Stored data entries:

↓↓↓

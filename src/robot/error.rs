use std::time::Duration;
use thiserror::Error;

use crate::{ResultCode, ServiceState};

/// A fault raised by a robot client call.
#[derive(Debug, Error)]
pub enum ClientError {
    #[error("socket error: {0}")]
    Io(#[from] std::io::Error),
    #[error("malformed message: {0}")]
    Json(#[from] serde_json::Error),
    #[error("line codec error: {0}")]
    Codec(#[from] tokio_util::codec::LinesCodecError),
    #[error("controller replied with error {code}: {message}")]
    Remote { code: i32, message: String },
    #[error("no reply to '{method}' within {timeout:?}")]
    Timeout { method: String, timeout: Duration },
    #[error("not connected")]
    NotConnected,
    #[error("no session context, create one before connecting")]
    NoContext,
    #[error("connection closed by the controller")]
    Closed,
    #[error("unexpected reply to '{method}': {detail}")]
    UnexpectedReply { method: String, detail: String },
    /// Raised by a client without a more specific kind, e.g. a scripted
    /// controller fault.
    #[error("{0}")]
    Fault(String),
}

/// Faults that end the motion test before or during its main sequence.
#[derive(Debug, Error)]
pub enum MotionTestError {
    #[error("connection to {address} failed: {detail}")]
    Connection { address: String, detail: String },
    #[error("waypoint has no usable joint field: {raw}")]
    MissingWaypoint { raw: String },
    #[error("service state did not reach WORKING within {timeout:?} (last observed: {})", describe_state(.last))]
    ReadyTimeout {
        timeout: Duration,
        last: Option<ServiceState>,
    },
    #[error("client fault: {0}")]
    Client(#[from] ClientError),
    #[error("panic during motion test: {0}")]
    Panicked(String),
}

impl MotionTestError {
    pub fn connection_code(address: &str, code: ResultCode) -> Self {
        MotionTestError::Connection {
            address: address.to_string(),
            detail: format!("result code {code}"),
        }
    }
}

fn describe_state(state: &Option<ServiceState>) -> String {
    match state {
        Some(state) => state.to_string(),
        None => "none".to_string(),
    }
}
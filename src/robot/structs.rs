use serde::{Deserialize, Serialize};
use std::fmt;

pub const JOINT_COUNT: usize = 6;

/// Integer status returned by controller commands. Only zero is interpreted.
#[derive(Serialize, Deserialize, Clone, Copy, PartialEq, Eq, Debug)]
#[serde(transparent)]
pub struct ResultCode(pub i32);

impl ResultCode {
    pub const SUCCESS: ResultCode = ResultCode(0);

    pub fn is_success(&self) -> bool {
        *self == ResultCode::SUCCESS
    }
}

impl fmt::Display for ResultCode {
    fn fmt(&self, f: &mut fmt::Formatter<'_>) -> fmt::Result {
        write!(f, "{}", self.0)
    }
}

#[derive(Clone, Copy, PartialEq, Eq, Debug)]
pub enum ServiceState {
    Ready,
    Starting,
    Working,
    Closing,
    Closed,
    Unknown(i32),
}

impl From<i32> for ServiceState {
    fn from(value: i32) -> Self {
        match value {
            0 => ServiceState::Ready,
            1 => ServiceState::Starting,
            2 => ServiceState::Working,
            3 => ServiceState::Closing,
            4 => ServiceState::Closed,
            other => ServiceState::Unknown(other),
        }
    }
}

impl From<ServiceState> for i32 {
    fn from(state: ServiceState) -> Self {
        match state {
            ServiceState::Ready => 0,
            ServiceState::Starting => 1,
            ServiceState::Working => 2,
            ServiceState::Closing => 3,
            ServiceState::Closed => 4,
            ServiceState::Unknown(other) => other,
        }
    }
}

impl fmt::Display for ServiceState {
    fn fmt(&self, f: &mut fmt::Formatter<'_>) -> fmt::Result {
        write!(f, "{}", i32::from(*self))
    }
}

#[derive(Clone, Copy, PartialEq, Eq, Debug)]
pub enum WorkMode {
    Simulation,
    Real,
    Unknown(i32),
}

impl From<i32> for WorkMode {
    fn from(value: i32) -> Self {
        match value {
            0 => WorkMode::Simulation,
            1 => WorkMode::Real,
            other => WorkMode::Unknown(other),
        }
    }
}

impl fmt::Display for WorkMode {
    fn fmt(&self, f: &mut fmt::Formatter<'_>) -> fmt::Result {
        let raw = match self {
            WorkMode::Simulation => 0,
            WorkMode::Real => 1,
            WorkMode::Unknown(other) => *other,
        };
        write!(f, "{raw}")
    }
}

/// Six joint angles in radians.
#[derive(Clone, Copy, PartialEq, Debug)]
pub struct JointVector(pub [f64; JOINT_COUNT]);

impl JointVector {
    /// Copy of this pose with a single joint shifted by `delta`.
    /// Panics if `index` is not a joint index.
    pub fn with_offset(&self, index: usize, delta: f64) -> JointVector {
        let mut joints = self.0;
        joints[index] += delta;
        JointVector(joints)
    }

    pub fn to_degrees(&self) -> [f64; JOINT_COUNT] {
        self.0.map(f64::to_degrees)
    }

    pub fn format_radians(&self) -> String {
        format_values(&self.0, 4)
    }

    pub fn format_degrees(&self) -> String {
        format_values(&self.to_degrees(), 2)
    }
}

fn format_values(values: &[f64], precision: usize) -> String {
    let items = values
        .iter()
        .map(|v| format!("{v:.precision$}"))
        .collect::<Vec<String>>()
        .join(", ");
    format!("[{items}]")
}

impl TryFrom<&[f64]> for JointVector {
    type Error = usize;

    /// Fails with the offending length.
    fn try_from(values: &[f64]) -> Result<Self, Self::Error> {
        let joints: [f64; JOINT_COUNT] = values.try_into().map_err(|_| values.len())?;
        Ok(JointVector(joints))
    }
}

/// Pose snapshot as the controller reports it.
#[derive(Serialize, Deserialize, Clone, PartialEq, Debug, Default)]
pub struct Waypoint {
    #[serde(default, skip_serializing_if = "Option::is_none")]
    pub joint: Option<Vec<f64>>,
    #[serde(default, skip_serializing_if = "Option::is_none")]
    pub pos: Option<Vec<f64>>,
    #[serde(default, skip_serializing_if = "Option::is_none")]
    pub ori: Option<Vec<f64>>,
}

impl Waypoint {
    pub fn from_joints(joints: JointVector) -> Self {
        Waypoint {
            joint: Some(joints.0.to_vec()),
            pos: None,
            ori: None,
        }
    }

    /// The joint field as a full joint vector, if present and six long.
    pub fn joints(&self) -> Option<JointVector> {
        self.joint
            .as_deref()
            .and_then(|values| JointVector::try_from(values).ok())
    }
}

#[derive(Clone, Copy, PartialEq, Debug)]
pub struct MotionLimits {
    pub max_velocity: [f64; JOINT_COUNT],
    pub max_acceleration: [f64; JOINT_COUNT],
}

impl Default for MotionLimits {
    fn default() -> Self {
        MotionLimits {
            max_velocity: [0.2; JOINT_COUNT],
            max_acceleration: [0.3; JOINT_COUNT],
        }
    }
}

↑↑↑

■ Requirement: Across the entries above, how many lines include the word "enum"? Give only the number.

■ Output: 4